Things stop me from creating. Most of them stem from myself, seemingly, but that may be an illusion: If the thing we are trying to achieve must be routed through one’s heart, as with the process of creation, then it would have to appear from the perspective of one’s head that they take root in the heart and spring outwards — when, in fact, they merely burrow through, build highways through the arteries, emotional shipping lanes, and export them out in convenient pre-packaged form into the world. It is difficult to know, when the supply chain of personal productivity breaks down, whether the fault lies within or without. It all looks the same from the control tower.
It’s hard. First it’s hard to create thinking that no one cares, that you’re throwing ideas and insights of great personal value into a void, an insignificant voice crying out in vain to be noticed: Then it’s hard to create thinking that someone does care, that your ideas perhaps will contain vast holes that you didn’t notice and that they will think you’re foolish, jumping to conclusions – or, worse, that they will never notice the holes, and accept your flawed logic, and live by it, and be harmed by it.
Those are the easy fears, though. Those are the ones that can be named, can be described, can be struggled against. The real challenges come dark and anonymous, unnamed, indescribable. The sudden anger at your own words, sitting innocuous on the page, their inexplicable and inexcusable inadequacy, their trite worthlessness, their pedestrian insipidness. It’s impossible! It’s impossible to continue on writing this garbage!
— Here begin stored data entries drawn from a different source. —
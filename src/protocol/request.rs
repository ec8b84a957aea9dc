//! Request definitions
//!
//! Represents requests sent to the device.

use std::fmt;

use crate::error::DecodeError;
use super::OptionSet;

/// Request method codes
#[derive(Debug, Clone, Copy, PartialEq, Eq)]
#[repr(u8)]
pub enum RequestCode {
    Get = 1,
    Post = 2,
    Put = 3,
    Delete = 4,
}

impl RequestCode {
    /// Upper-case method name, as used in logs
    pub fn name(&self) -> &'static str {
        match self {
            RequestCode::Get => "GET",
            RequestCode::Post => "POST",
            RequestCode::Put => "PUT",
            RequestCode::Delete => "DELETE",
        }
    }
}

impl TryFrom<u8> for RequestCode {
    type Error = DecodeError;

    fn try_from(byte: u8) -> Result<Self, Self::Error> {
        match byte {
            1 => Ok(RequestCode::Get),
            2 => Ok(RequestCode::Post),
            3 => Ok(RequestCode::Put),
            4 => Ok(RequestCode::Delete),
            other => Err(DecodeError::UnknownCode(other)),
        }
    }
}

impl fmt::Display for RequestCode {
    fn fmt(&self, f: &mut fmt::Formatter<'_>) -> fmt::Result {
        f.write_str(self.name())
    }
}

/// A request to send to the device
///
/// Message id and token are not part of the request; they are generated
/// fresh each time the request is encoded.
#[derive(Debug, Clone, PartialEq, Eq)]
pub struct Request {
    /// Method code
    pub code: RequestCode,

    /// URI-Path and Content-Format options
    pub options: OptionSet,

    /// Raw payload bytes
    pub payload: Vec<u8>,
}

impl Request {
    /// Create a request with no options and an empty payload
    pub fn new(code: RequestCode) -> Self {
        Self {
            code,
            options: OptionSet::new(),
            payload: Vec::new(),
        }
    }

    /// Create a GET request for a path
    pub fn get<I, S>(path: I) -> Self
    where
        I: IntoIterator<Item = S>,
        S: Into<String>,
    {
        Self::new(RequestCode::Get).with_path(path)
    }

    /// Create a PUT request for a path
    pub fn put<I, S>(path: I) -> Self
    where
        I: IntoIterator<Item = S>,
        S: Into<String>,
    {
        Self::new(RequestCode::Put).with_path(path)
    }

    /// Set the URI-Path segments
    pub fn with_path<I, S>(mut self, path: I) -> Self
    where
        I: IntoIterator<Item = S>,
        S: Into<String>,
    {
        self.options = self.options.with_path(path);
        self
    }

    /// Set the Content-Format code
    pub fn with_content_format(mut self, format: u16) -> Self {
        self.options = self.options.with_content_format(format);
        self
    }

    /// Set the payload
    pub fn with_payload(mut self, payload: impl Into<Vec<u8>>) -> Self {
        self.payload = payload.into();
        self
    }
}
//! Device Module
//!
//! Momit Cool operations on top of the transport.
//!
//! ## Resources
//! - `10242/0/0`: air-conditioning state. PUT with content-format 1541 and
//!   a `cm=<mode>,t=<minutes>,sp=<setpoint>` payload changes it, GET
//!   returns `key=value` pairs including `out=<cool|heat|off>`.
//! - `10241/0/0`: sensor readings. GET returns `<tenths-of-degree>,...`.

use std::fmt;
use std::str::FromStr;

use crate::config::Config;
use crate::error::{CoapError, Result};
use crate::network::UdpTransport;
use crate::protocol::{Request, Response, ResponseCode};

/// URI-Path of the air-conditioning state resource
pub const STATE_PATH: [&str; 3] = ["10242", "0", "0"];

/// URI-Path of the temperature sensor resource
pub const TEMPERATURE_PATH: [&str; 3] = ["10241", "0", "0"];

/// Content-Format the device expects for state changes
pub const STATE_CONTENT_FORMAT: u16 = 1541;

/// Timer sent when switching on (minutes)
pub const DEFAULT_TIMER_MINUTES: u32 = 472;

/// Setpoint sent when switching on (tenths of a degree)
pub const DEFAULT_SETPOINT: u16 = 200;

/// Air-conditioning mode
#[derive(Debug, Clone, Copy, PartialEq, Eq)]
pub enum Mode {
    Cool,
    Heat,
    Off,
}

impl Mode {
    pub fn as_str(&self) -> &'static str {
        match self {
            Mode::Cool => "cool",
            Mode::Heat => "heat",
            Mode::Off => "off",
        }
    }
}

impl FromStr for Mode {
    type Err = CoapError;

    fn from_str(s: &str) -> Result<Self> {
        match s.trim() {
            "cool" => Ok(Mode::Cool),
            "heat" => Ok(Mode::Heat),
            "off" => Ok(Mode::Off),
            other => Err(CoapError::Device(format!("Unknown mode: {:?}", other))),
        }
    }
}

impl fmt::Display for Mode {
    fn fmt(&self, f: &mut fmt::Formatter<'_>) -> fmt::Result {
        f.write_str(self.as_str())
    }
}

/// A state change sent to the state resource
#[derive(Debug, Clone, Copy, PartialEq, Eq)]
pub struct SetState {
    /// Requested mode (`cm`)
    pub mode: Mode,

    /// Timer in minutes (`t`), 0 switches off
    pub minutes: u32,

    /// Target in tenths of a degree (`sp`), `None` is sent as `off`
    pub setpoint: Option<u16>,
}

impl SetState {
    /// Switch on in cooling mode
    pub fn cool() -> Self {
        Self {
            mode: Mode::Cool,
            minutes: DEFAULT_TIMER_MINUTES,
            setpoint: Some(DEFAULT_SETPOINT),
        }
    }

    /// Switch off
    pub fn off() -> Self {
        Self {
            mode: Mode::Cool,
            minutes: 0,
            setpoint: None,
        }
    }

    /// Render as `cm=<mode>,t=<minutes>,sp=<setpoint>`
    pub fn to_payload(&self) -> String {
        let setpoint = match self.setpoint {
            Some(sp) => sp.to_string(),
            None => "off".to_string(),
        };
        format!("cm={},t={},sp={}", self.mode, self.minutes, setpoint)
    }

    /// Parse a `cm=..,t=..,sp=..` payload
    pub fn from_payload(payload: &str) -> Result<Self> {
        let pairs = parse_pairs(payload);
        let field = |key: &str| {
            lookup(&pairs, key)
                .ok_or_else(|| CoapError::Device(format!("Missing field {:?}", key)))
        };

        let mode: Mode = field("cm")?.parse()?;
        let minutes: u32 = field("t")?
            .parse()
            .map_err(|_| CoapError::Device(format!("Invalid timer: {:?}", payload)))?;
        let setpoint = match field("sp")? {
            "off" => None,
            sp => Some(
                sp.parse::<u16>()
                    .map_err(|_| CoapError::Device(format!("Invalid setpoint: {:?}", sp)))?,
            ),
        };

        Ok(Self {
            mode,
            minutes,
            setpoint,
        })
    }

    /// Mode the unit ends up running in
    pub fn effective_mode(&self) -> Mode {
        if self.minutes == 0 || self.setpoint.is_none() {
            Mode::Off
        } else {
            self.mode
        }
    }
}

// =============================================================================
// Payload Parsing
// =============================================================================

/// Split a `k=v,k=v` payload into trimmed pairs
///
/// Entries without `=` are skipped.
pub fn parse_pairs(payload: &str) -> Vec<(&str, &str)> {
    payload
        .split(',')
        .filter_map(|entry| {
            let (key, value) = entry.split_once('=')?;
            Some((key.trim(), value.trim()))
        })
        .collect()
}

fn lookup<'a>(pairs: &[(&'a str, &'a str)], key: &str) -> Option<&'a str> {
    pairs.iter().find(|(k, _)| *k == key).map(|(_, v)| *v)
}

/// Extract the running mode (`out`) from a state payload
pub fn parse_mode(payload: &str) -> Result<Mode> {
    let pairs = parse_pairs(payload);
    lookup(&pairs, "out")
        .ok_or_else(|| CoapError::Device(format!("No mode in payload: {:?}", payload)))?
        .parse()
}

/// Extract the temperature in degrees from a sensor payload
pub fn parse_temperature(payload: &str) -> Result<f32> {
    let first = payload.split(',').next().unwrap_or_default().trim();
    let tenths: i32 = first
        .parse()
        .map_err(|_| CoapError::Device(format!("Invalid temperature: {:?}", payload)))?;
    Ok(tenths as f32 / 10.0)
}

// =============================================================================
// Device Client
// =============================================================================

/// A single Momit Cool unit
pub struct MomitCool {
    transport: UdpTransport,
}

impl MomitCool {
    /// Create a client for the configured device
    pub fn new(config: Config) -> Self {
        Self {
            transport: UdpTransport::new(config),
        }
    }

    /// Get the underlying transport
    pub fn transport(&self) -> &UdpTransport {
        &self.transport
    }

    /// Turn on the air-conditioning in cooling mode
    pub fn cool(&self) -> Result<()> {
        self.set_state(&SetState::cool())
    }

    /// Alias of [`MomitCool::cool`]
    pub fn on(&self) -> Result<()> {
        self.cool()
    }

    /// Turn off the air-conditioning
    pub fn off(&self) -> Result<()> {
        self.set_state(&SetState::off())
    }

    /// Send a state change
    pub fn set_state(&self, state: &SetState) -> Result<()> {
        let request = Request::put(STATE_PATH)
            .with_content_format(STATE_CONTENT_FORMAT)
            .with_payload(state.to_payload());

        let response = self.transport.round_trip(&request)?;
        expect_success(&response)?;

        tracing::info!("Set state to {}", state.to_payload());
        Ok(())
    }

    /// Query the current running mode
    pub fn mode(&self) -> Result<Mode> {
        let payload = self.query(&STATE_PATH)?;
        parse_mode(&payload)
    }

    /// Query the current temperature in degrees
    pub fn temperature(&self) -> Result<f32> {
        let payload = self.query(&TEMPERATURE_PATH)?;
        parse_temperature(&payload)
    }

    /// GET a resource and return its payload as text
    fn query(&self, path: &[&str]) -> Result<String> {
        let response = self.transport.round_trip(&Request::get(path.iter().copied()))?;
        expect_success(&response)?;

        String::from_utf8(response.payload)
            .map_err(|_| CoapError::Device("Response payload is not valid UTF-8".to_string()))
    }
}

fn expect_success(response: &Response) -> Result<()> {
    if response.code.is_success() {
        return Ok(());
    }
    Err(CoapError::Device(match response.code {
        ResponseCode::NotFound => "Resource not found".to_string(),
        code => format!("Unexpected response code {}", code),
    }))
}
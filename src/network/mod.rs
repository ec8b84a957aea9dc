//! Network Module
//!
//! UDP transport and device simulator.
//!
//! ## Architecture
//! - One socket per round trip, dropped on every exit path
//! - No retries, no shared state between round trips
//! - Simulator serves requests on a single thread

mod transport;
mod simulator;

pub use transport::UdpTransport;
pub use simulator::{DeviceSimulator, DeviceState, SimulatorHandle};
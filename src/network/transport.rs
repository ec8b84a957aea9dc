//! UDP Transport
//!
//! One blocking request/response round trip per call.

use std::io;
use std::net::UdpSocket;
use std::time::Duration;

use rand::Rng;

use crate::config::Config;
use crate::error::{CoapError, Result};
use crate::protocol::{decode_response, encode_request_with, Request, Response};
use crate::MAX_DATAGRAM_SIZE;

/// Sends requests to a single device
///
/// Holds no socket between calls. Every round trip binds its own socket and
/// drops it on return, so separate transports (or threads) never share one.
#[derive(Debug, Clone)]
pub struct UdpTransport {
    config: Config,
}

impl UdpTransport {
    /// Create a transport for the configured device
    pub fn new(config: Config) -> Self {
        Self { config }
    }

    /// Get the transport configuration
    pub fn config(&self) -> &Config {
        &self.config
    }

    /// Send a request and block until one response datagram is received
    pub fn round_trip(&self, request: &Request) -> Result<Response> {
        let mut rng = rand::thread_rng();
        let message_id: u16 = rng.gen();
        let token: u32 = rng.gen();

        let packet = encode_request_with(request, message_id, token);
        if packet.len() > MAX_DATAGRAM_SIZE {
            return Err(CoapError::Encode(format!(
                "Request of {} bytes exceeds the maximum datagram size of {}",
                packet.len(),
                MAX_DATAGRAM_SIZE
            )));
        }

        let destination = self.config.destination();
        tracing::debug!(
            "{} coap://{}/{} ({} bytes) >> {}",
            request.code,
            destination,
            request.options.path_string(),
            packet.len(),
            String::from_utf8_lossy(&request.payload)
        );
        tracing::trace!("Request id=0x{:04x} token=0x{:08x}", message_id, token);

        let socket = self.open_socket()?;

        let sent = socket.send_to(&packet, &destination)?;
        if sent != packet.len() {
            return Err(CoapError::Transport(format!(
                "Short send to {}: {} of {} bytes",
                destination,
                sent,
                packet.len()
            )));
        }

        let mut buf = vec![0u8; self.config.recv_buffer_size];
        let (len, peer) = socket.recv_from(&mut buf).map_err(recv_error)?;
        let response = decode_response(&buf[..len])?;

        tracing::debug!(
            "{} coap://{} ({} bytes) << {}",
            response.code,
            peer,
            response.payload.len(),
            String::from_utf8_lossy(&response.payload)
        );

        if self.config.verify_token && response.token != token {
            return Err(CoapError::TokenMismatch {
                expected: token,
                actual: response.token,
            });
        }

        Ok(response)
    }

    /// Bind the request socket and apply the receive timeout
    fn open_socket(&self) -> Result<UdpSocket> {
        if self.config.recv_buffer_size == 0 {
            return Err(CoapError::Config(
                "Receive buffer size must be greater than zero".to_string(),
            ));
        }

        let socket = UdpSocket::bind(&self.config.bind_addr)?;
        if self.config.read_timeout_ms > 0 {
            socket.set_read_timeout(Some(Duration::from_millis(self.config.read_timeout_ms)))?;
        }

        Ok(socket)
    }
}

/// Map receive errors, turning timeouts into [`CoapError::Timeout`]
fn recv_error(e: io::Error) -> CoapError {
    match e.kind() {
        // Unix reports WouldBlock on timeout, Windows uses TimedOut
        io::ErrorKind::WouldBlock | io::ErrorKind::TimedOut => CoapError::Timeout,
        _ => CoapError::Io(e),
    }
}
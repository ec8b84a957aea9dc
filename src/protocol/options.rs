//! Request options
//!
//! The device uses a simplified option encoding: each option starts with a
//! fixed marker byte instead of CoAP's delta/length nibbles. It only works for
//! the fixed URI-Path then Content-Format request shape.
//!
//! ```text
//! [0xB5][seg][0x01][seg]...[0x12][cf_hi][cf_lo][0xFF]
//! ```

use bytes::{Buf, BufMut};

use crate::error::DecodeError;

/// URI-Path option marker
pub const OPTION_URI_PATH: u8 = 0xB5;

/// Separator between two URI-Path segments
pub const URI_PATH_SEPARATOR: u8 = 0x01;

/// Content-Format option marker
pub const OPTION_CONTENT_FORMAT: u8 = 0x12;

/// End of options, start of payload
pub const OPTION_END: u8 = 0xFF;

/// Options recognized by the device
#[derive(Debug, Clone, Default, PartialEq, Eq)]
pub struct OptionSet {
    /// URI-Path segments, in order
    pub path: Vec<String>,

    /// Content-Format code, skipped when absent or zero
    pub content_format: Option<u16>,
}

impl OptionSet {
    /// Create an empty option set
    pub fn new() -> Self {
        Self::default()
    }

    /// Set the URI-Path segments
    pub fn with_path<I, S>(mut self, path: I) -> Self
    where
        I: IntoIterator<Item = S>,
        S: Into<String>,
    {
        self.path = path.into_iter().map(Into::into).collect();
        self
    }

    /// Set the Content-Format code
    pub fn with_content_format(mut self, format: u16) -> Self {
        self.content_format = Some(format);
        self
    }

    /// Path joined with `/`, for logging
    pub fn path_string(&self) -> String {
        self.path.join("/")
    }

    /// Encode these options, END marker included
    pub fn encode(&self) -> Vec<u8> {
        encode_options(self)
    }
}

/// Encode an option set
///
/// Always ends with [`OPTION_END`], even when no option is set.
pub fn encode_options(options: &OptionSet) -> Vec<u8> {
    let path_len: usize = options.path.iter().map(|s| s.len() + 1).sum();
    let mut buf = Vec::with_capacity(1 + path_len + 3 + 1);

    if !options.path.is_empty() {
        buf.put_u8(OPTION_URI_PATH);
        for (index, segment) in options.path.iter().enumerate() {
            if index > 0 {
                buf.put_u8(URI_PATH_SEPARATOR);
            }
            buf.put_slice(segment.as_bytes());
        }
    }

    match options.content_format {
        Some(format) if format != 0 => {
            buf.put_u8(OPTION_CONTENT_FORMAT);
            buf.put_u16(format);
        }
        _ => {}
    }

    buf.put_u8(OPTION_END);
    buf
}

/// Decode an option set produced by [`encode_options`]
///
/// Consumes everything up to and including the END marker; the buffer is
/// left positioned at the payload. Path segments must not contain the
/// marker bytes `0x01`, `0x12` or `0xFF`.
pub fn decode_options<B: Buf>(buf: &mut B) -> Result<OptionSet, DecodeError> {
    let mut options = OptionSet::new();

    loop {
        if !buf.has_remaining() {
            return Err(DecodeError::truncated("option end marker", 1, 0));
        }

        match buf.get_u8() {
            OPTION_END => return Ok(options),
            OPTION_URI_PATH => options.path = decode_path(buf)?,
            OPTION_CONTENT_FORMAT => {
                if buf.remaining() < 2 {
                    return Err(DecodeError::truncated(
                        "content-format",
                        2,
                        buf.remaining(),
                    ));
                }
                options.content_format = Some(buf.get_u16());
            }
            other => return Err(DecodeError::UnknownOption(other)),
        }
    }
}

/// Read URI-Path segments up to the next option marker (not consumed)
fn decode_path<B: Buf>(buf: &mut B) -> Result<Vec<String>, DecodeError> {
    let mut segments = Vec::new();
    let mut current = Vec::new();

    loop {
        let next = match buf.chunk().first() {
            Some(&byte) => byte,
            None => return Err(DecodeError::truncated("option end marker", 1, 0)),
        };

        match next {
            OPTION_CONTENT_FORMAT | OPTION_END => break,
            URI_PATH_SEPARATOR => {
                buf.advance(1);
                segments.push(take_segment(&mut current)?);
            }
            byte => {
                buf.advance(1);
                current.push(byte);
            }
        }
    }

    segments.push(take_segment(&mut current)?);
    Ok(segments)
}

fn take_segment(bytes: &mut Vec<u8>) -> Result<String, DecodeError> {
    String::from_utf8(std::mem::take(bytes)).map_err(|_| DecodeError::InvalidUtf8)
}
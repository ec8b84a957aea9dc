//! # momitcool
//!
//! Client for the Momit Cool air-conditioning controller, which speaks a
//! narrow CoAP-like request/response protocol over UDP:
//! - Request encoding with the device's simplified option format
//! - Response decoding that skips options to reach the payload
//! - Single blocking UDP round trip per request
//! - Device operations: cool, off, mode, temperature
//!
//! ## Architecture Overview
//!
//! ```text
//! ┌─────────────────────────────────────────────────────────────┐
//! │                  CLI / MomitCool (device)                    │
//! └─────────────────────┬───────────────────────────────────────┘
//!                       │ Request
//! ┌─────────────────────▼───────────────────────────────────────┐
//! │                     UdpTransport                             │
//! │              (one socket per round trip)                     │
//! └─────────────────────┬───────────────────────────────────────┘
//!                       │
//!          ┌────────────┴────────────┐
//!          │                         │
//!          ▼                         ▼
//!   ┌─────────────┐          ┌─────────────┐
//!   │   Encode    │          │   Decode    │
//!   │  (request)  │          │ (response)  │
//!   └──────┬──────┘          └─────────────┘
//!          │
//!          ▼
//!   ┌─────────────┐
//!   │   Options   │
//!   └─────────────┘
//! ```

// =============================================================================
// Module Declarations
// =============================================================================

pub mod error;
pub mod config;

pub mod protocol;
pub mod network;
pub mod device;

// =============================================================================
// Public API Re-exports
// =============================================================================

pub use error::{CoapError, DecodeError, Result};
pub use config::Config;
pub use device::{Mode, MomitCool, SetState};
pub use network::UdpTransport;

// =============================================================================
// Protocol Constants
// =============================================================================

/// Default CoAP port; the device also replies to this port
pub const DEFAULT_PORT: u16 = 5683;

/// Default receive buffer size for a response datagram
pub const RECV_BUFFER_SIZE: usize = 1024;

/// Largest payload a UDP/IPv4 datagram can carry
pub const MAX_DATAGRAM_SIZE: usize = 65_507;

// =============================================================================
// Version Info
// =============================================================================

/// Current version of momitcool
pub const VERSION: &str = env!("CARGO_PKG_VERSION");
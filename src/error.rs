//! Error types for momitcool
//!
//! Provides a unified error type for all operations, plus the codec's
//! own decode error.

use thiserror::Error;

/// Result type alias using CoapError
pub type Result<T> = std::result::Result<T, CoapError>;

/// Errors raised while parsing a datagram
#[derive(Debug, Clone, PartialEq, Eq, Error)]
pub enum DecodeError {
    /// Response/request code byte does not map to a known code
    #[error("Unknown message code: {0} (0x{0:02x})")]
    UnknownCode(u8),

    /// Datagram ended before a required field could be read
    #[error("Truncated message: {field} needs {needed} bytes, {available} available")]
    Truncated {
        field: &'static str,
        needed: usize,
        available: usize,
    },

    /// Option marker byte is not URI-Path, Content-Format or END
    #[error("Unknown option marker: 0x{0:02x}")]
    UnknownOption(u8),

    /// URI-Path segment is not valid UTF-8
    #[error("Invalid UTF-8 in URI-Path segment")]
    InvalidUtf8,
}

impl DecodeError {
    /// Create a truncation error for a field
    pub fn truncated(field: &'static str, needed: usize, available: usize) -> Self {
        DecodeError::Truncated {
            field,
            needed,
            available,
        }
    }
}

/// Unified error type for momitcool operations
#[derive(Debug, Error)]
pub enum CoapError {
    // -------------------------------------------------------------------------
    // I/O Errors
    // -------------------------------------------------------------------------
    #[error("IO error: {0}")]
    Io(#[from] std::io::Error),

    // -------------------------------------------------------------------------
    // Codec Errors
    // -------------------------------------------------------------------------
    #[error("Decode error: {0}")]
    Decode(#[from] DecodeError),

    #[error("Encode error: {0}")]
    Encode(String),

    // -------------------------------------------------------------------------
    // Transport Errors
    // -------------------------------------------------------------------------
    #[error("Transport error: {0}")]
    Transport(String),

    #[error("No response received before timeout")]
    Timeout,

    #[error("Token mismatch: expected 0x{expected:08x}, got 0x{actual:08x}")]
    TokenMismatch { expected: u32, actual: u32 },

    // -------------------------------------------------------------------------
    // Device Errors
    // -------------------------------------------------------------------------
    #[error("Device error: {0}")]
    Device(String),

    // -------------------------------------------------------------------------
    // Configuration Errors
    // -------------------------------------------------------------------------
    #[error("Configuration error: {0}")]
    Config(String),
}
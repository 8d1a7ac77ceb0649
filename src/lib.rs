//! Telegram channel stats worker library.
//!
//! Periodically collects a channel's statistics and recent posts, normalizes
//! them into two JSON documents and publishes both, plus an update timestamp,
//! to Redis in one transaction for a separate API service to read.

pub mod collector;
pub mod config;
pub mod constants;
pub mod models;
pub mod source;
pub mod store;
pub mod worker;
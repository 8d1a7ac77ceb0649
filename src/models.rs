use std::collections::BTreeMap;

use chrono::{DateTime, Utc};
use serde::{Deserialize, Serialize};

/// Point-in-time statistics for the channel.
///
/// Serialized field names are read by the API service and must stay stable.
#[derive(Debug, Clone, PartialEq, Eq, Serialize, Deserialize)]
pub struct ChannelSnapshot {
    pub channel_id: i64,
    pub username: String,
    pub title: String,
    #[serde(rename = "subscribers_count")]
    pub subscriber_count: u64,
    /// Identifier of the newest message. Deleted messages still count, so
    /// this only approximates the number of posts.
    #[serde(rename = "posts_count")]
    pub approximate_post_count: u64,
    #[serde(rename = "last_post_date")]
    pub last_post_time: Option<DateTime<Utc>>,
    pub collected_at: DateTime<Utc>,
}

/// Kind of media attached to a post.
#[derive(Debug, Clone, Copy, PartialEq, Eq, Hash, Serialize, Deserialize)]
#[serde(rename_all = "snake_case")]
pub enum MediaKind {
    Photo,
    Video,
    Audio,
    VideoNote,
    Document,
    Link,
    Other,
}

impl MediaKind {
    #[must_use]
    pub fn as_str(&self) -> &'static str {
        match self {
            Self::Photo => "photo",
            Self::Video => "video",
            Self::Audio => "audio",
            Self::VideoNote => "video_note",
            Self::Document => "document",
            Self::Link => "link",
            Self::Other => "other",
        }
    }
}

impl std::fmt::Display for MediaKind {
    fn fmt(&self, f: &mut std::fmt::Formatter<'_>) -> std::fmt::Result {
        f.write_str(self.as_str())
    }
}

/// A single normalized channel post.
#[derive(Debug, Clone, PartialEq, Eq, Serialize, Deserialize)]
pub struct PostRecord {
    pub id: i64,
    #[serde(rename = "text")]
    pub excerpt: String,
    #[serde(rename = "date")]
    pub published_at: DateTime<Utc>,
    pub views: u64,
    pub forwards: u64,
    /// Emoji literal or `custom:<document id>` mapped to its count.
    #[serde(rename = "reactions")]
    pub reaction_counts: BTreeMap<String, u64>,
    #[serde(rename = "reactions_total")]
    pub reaction_total: u64,
    #[serde(rename = "comments_count")]
    pub comment_count: u64,
    #[serde(rename = "link")]
    pub permalink: String,
    pub has_media: bool,
    #[serde(rename = "media_type")]
    pub media_kind: Option<MediaKind>,
}

/// Everything one successful cycle publishes, replaced as a unit.
#[derive(Debug, Clone, PartialEq, Eq)]
pub struct PublishedState {
    pub snapshot: ChannelSnapshot,
    pub posts: Vec<PostRecord>,
    pub last_update: DateTime<Utc>,
}
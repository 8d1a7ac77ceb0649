//! Collection scheduling: the cycle, connection retry and the run loop.

mod cycle;
mod retry;
mod scheduler;

pub use cycle::{run_cycle, CycleError};
pub use retry::{connect_with_retry, ConnectOutcome, RetryPolicy};
pub use scheduler::{Scheduler, WorkerError, WorkerSettings, WorkerState};

use std::time::Duration;

use tokio_util::sync::CancellationToken;

/// Sleep for `duration` unless shutdown is requested first.
///
/// Returns `false` when the sleep was cut short by shutdown.
pub(crate) async fn pause(duration: Duration, shutdown: &CancellationToken) -> bool {
    tokio::select! {
        () = tokio::time::sleep(duration) => true,
        () = shutdown.cancelled() => false,
    }
}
Or: The sudden sorrow, deep and unyielding… Why write? What are you trying to prove? It will all be forgotten. These words are just egotistical Tourette’s skidmarks on an immaculate possibility space: They are not relevant. You are not relevant.
And you stop.
Or not. I haven’t stopped yet. I continue to write. But more acutely I become aware that this isn’t a battle I can afford to fight forever, at least on this specific battlefield. One day, I will eventually, inevitably, exhaust my topic: Eventually I will tire or run out of ideas to discuss when it comes to creativity and games, and I will move on.
And on, and on, and on.
Every time the angers and sorrows come to me, I tell myself that, though someday that end will come, and someday my work here will be complete, this is not that day. Not yet. It is reassuring to know that I don’t have to do this forever – well, I don’t need to do it at all, do I? But the same ship that brought me here is still sailing, and when it comes around on its next pass that might be my time to board, to explore somewhere new. I have things to say and to do, but they needn’t always be these things.
All that being said, my work here is not complete. When I leave this battlefield, I would prefer that I do so victorious.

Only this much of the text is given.